Monday, March 30, 2026

Quote of the Day (Henry David Thoreau, on Knowing All Nature’s ‘Moods and Manners’)

“I seek acquaintance with nature to know all her moods and manners. Primitive nature is the most interesting to me. I take infinitive pains to know all the phenomena of the spring, for instance, thinking that I have here the entire poem, and, then, to my chagrin I hear that is but an imperfect copy that I possess and have read, that my ancestors have torn out many of the first leaves and grandest passages, and mutilated it in many places. I should not like to think that some demigod had come before me and picked out some of the best of the stars. I wish to know the entire heaven and an entire earth.

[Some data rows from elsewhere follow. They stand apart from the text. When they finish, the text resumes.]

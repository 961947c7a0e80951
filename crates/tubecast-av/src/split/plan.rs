//! Size-proportional segment planning.

/// One contiguous time range of the source, `[start, start + length)`.
#[derive(Debug, Clone, Copy, PartialEq)]
pub struct Segment {
    /// 0-based position in the plan.
    pub index: usize,
    /// Start offset in seconds.
    pub start: f64,
    /// Length in seconds.
    pub length: f64,
    /// Whether this is the final segment, which runs to end of stream.
    pub is_last: bool,
}

impl Segment {
    /// End offset in seconds (exclusive).
    pub fn end(&self) -> f64 {
        self.start + self.length
    }

    /// 1-based part number used in file names and captions.
    pub fn number(&self) -> usize {
        self.index + 1
    }
}

/// An ordered set of segments covering `[0, duration)` exactly once.
#[derive(Debug, Clone, PartialEq)]
pub struct SegmentPlan {
    segments: Vec<Segment>,
    part_duration: f64,
}

impl SegmentPlan {
    /// Plan a split of a file of `size` bytes and `duration` seconds so that
    /// each part is estimated to fit under `ceiling` bytes.
    ///
    /// The part count is `size / ceiling + 1`, a linear extrapolation from the
    /// average bitrate. A file of `ceiling + 1` bytes gets two parts, and one of
    /// exactly `2 * ceiling` bytes gets three. Every part spans the same length
    /// except the last, which ends exactly at `duration`.
    ///
    /// # Panics
    ///
    /// Panics if `ceiling` is zero.
    pub fn new(size: u64, ceiling: u64, duration: f64) -> Self {
        assert!(ceiling > 0, "size ceiling must be positive");

        let count = part_count(size, ceiling);
        let part_duration = duration / count as f64;

        let segments = (0..count)
            .map(|index| {
                let start = index as f64 * part_duration;
                let is_last = index + 1 == count;
                let length = if is_last {
                    duration - (count - 1) as f64 * part_duration
                } else {
                    part_duration
                };
                Segment {
                    index,
                    start,
                    length,
                    is_last,
                }
            })
            .collect();

        Self {
            segments,
            part_duration,
        }
    }

    /// Uniform length of every non-final segment.
    pub fn part_duration(&self) -> f64 {
        self.part_duration
    }

    pub fn len(&self) -> usize {
        self.segments.len()
    }

    pub fn is_empty(&self) -> bool {
        self.segments.is_empty()
    }

    pub fn segments(&self) -> &[Segment] {
        &self.segments
    }
}

/// Number of parts a file of `size` bytes needs under `ceiling`.
pub fn part_count(size: u64, ceiling: u64) -> usize {
    (size / ceiling + 1) as usize
}
//! Audio extraction from video URLs.

mod url;
mod ytdlp;

pub use self::url::is_youtube_url;
pub use self::ytdlp::YtDlpExtractor;

use std::path::{Path, PathBuf};

use async_trait::async_trait;
use serde::{Deserialize, Serialize};

use crate::Result;

/// Metadata about a video, fetched without downloading it.
#[derive(Debug, Clone, PartialEq, Eq, Serialize, Deserialize)]
pub struct VideoInfo {
    pub title: String,
    /// Uploader name.
    pub channel: String,
    /// Whole seconds, if the site reports it.
    pub duration: Option<u64>,
    /// Thumbnail image URL.
    pub thumbnail: Option<String>,
}

impl Default for VideoInfo {
    fn default() -> Self {
        Self {
            title: "Unknown".into(),
            channel: "Unknown".into(),
            duration: None,
            thumbnail: None,
        }
    }
}

/// Fetches video metadata and downloads audio tracks.
#[async_trait]
pub trait AudioExtractor: Send + Sync {
    /// Look up metadata for `url`.
    async fn fetch_info(&self, url: &str) -> Result<VideoInfo>;

    /// Download the audio of `url` as MP3, writing to `output_stem` plus the
    /// `.mp3` extension. Returns the written path.
    async fn download_audio(&self, url: &str, output_stem: &Path) -> Result<PathBuf>;
}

All the great trees, and beasts, fishes and fowls are gone.” —American essayist, naturalist and poet Henry David Thoreau (1817-1862), journal entry for Mar. 23, 1856, in The Journal of Henry David Thoreau, 1837-1861 (2009)

PBS is giving Thoreau the same treatment it gave Ernest Hemingway a few years ago: a three-part documentary by Ken Burns, starting tonight. It’s hard to overstate the importance of this Transcendentalist as naturalist and protest figure.

Hailed by youth in the 1960s, Thoreau may be experiencing an even greater groundswell of interest now. Let’s hope so.